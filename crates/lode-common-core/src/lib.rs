//! # lode-common-core
//!
//! Core type metadata shared by the Lode runtime and by compiled call sites.
//!
//! This crate provides:
//! - `TypeKind`, `MemberKind`, `PrimitiveKind`, `BuiltinType` - flat type tags
//! - `TypeRef` - how a type is referenced in metadata and worker envelopes
//! - `Signature` - structural member sets used for interface conformance

pub mod signature;
pub mod type_ref;
pub mod types;

pub use signature::{MemberSig, Signature};
pub use type_ref::TypeRef;
pub use types::{BuiltinType, MemberKind, PrimitiveKind, TypeKind, BUILTIN_MODULE};
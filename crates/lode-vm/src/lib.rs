//! # lode-vm
//!
//! Composition root of the Lode runtime.
//!
//! - `module` - module arena, type declaration surface, ordered init
//! - `worker` - worker bridge, remote endpoint, island threads
//! - `envelope` - worker call wire format
//! - `transport` - message pipes between runtimes

pub mod envelope;
pub mod module;
pub mod transport;
pub mod worker;

pub use envelope::{Envelope, EnvelopeKind, WireValue};
pub use module::{Module, ModuleId, ModuleRegistry, ModuleScope};
pub use transport::{channel_pair, ChannelTransport, Message, Transport};
pub use worker::{spawn_island, Island, WorkerBridge, WorkerEndpoint, WorkerFn, WorkerProxy};
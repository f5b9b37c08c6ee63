//! The runtime handle: type registry, scheduler and configuration of one
//! event loop.

use std::rc::Rc;

use crate::config::RuntimeConfig;
use crate::error::RuntimeResult;
use crate::registry::TypeRegistry;
use crate::sched::{Promise, Scheduler};
use crate::value::Value;

struct RuntimeInner {
    types: TypeRegistry,
    scheduler: Scheduler,
    config: RuntimeConfig,
}

/// Cheaply clonable handle. Everything reachable from it is single-threaded;
/// a second event loop (worker island) owns its own `Runtime`.
#[derive(Clone)]
pub struct Runtime(Rc<RuntimeInner>);

impl Runtime {
    pub fn new() -> Self {
        Self::with_config(RuntimeConfig::default())
    }

    pub fn with_config(config: RuntimeConfig) -> Self {
        let scheduler = Scheduler::new(config.scheduler.max_jobs_per_run);
        Runtime(Rc::new(RuntimeInner {
            types: TypeRegistry::new(),
            scheduler,
            config,
        }))
    }

    #[inline]
    pub fn types(&self) -> &TypeRegistry {
        &self.0.types
    }

    #[inline]
    pub fn scheduler(&self) -> &Scheduler {
        &self.0.scheduler
    }

    #[inline]
    pub fn config(&self) -> &RuntimeConfig {
        &self.0.config
    }

    /// Drive the event loop until `promise` settles.
    pub fn block_on(&self, promise: &Promise) -> RuntimeResult<Value> {
        self.0.scheduler.block_on(promise)
    }

    pub fn run_until_idle(&self) -> RuntimeResult<usize> {
        self.0.scheduler.run_until_idle()
    }
}

impl Default for Runtime {
    fn default() -> Self {
        Self::new()
    }
}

┄┄┄┄┄┄┄┄┄┄┄┄┄┄┄┄┄┄┄┄

• [Exercise details] Starting at the first line of the records above, please copy every line exactly through the line containing "pub mod types;", and stop there.

• [Output of the exercise]
filename crates/lode-common-core/src/lib.rs
//! # lode-common-core
//!
//! Core type metadata shared by the Lode runtime and by compiled call sites.
//!
//! This crate provides:
//! - `TypeKind`, `MemberKind`, `PrimitiveKind`, `BuiltinType` - flat type tags
//! - `TypeRef` - how a type is referenced in metadata and worker envelopes
//! - `Signature` - structural member sets used for interface conformance

pub mod signature;
pub mod type_ref;
pub mod types;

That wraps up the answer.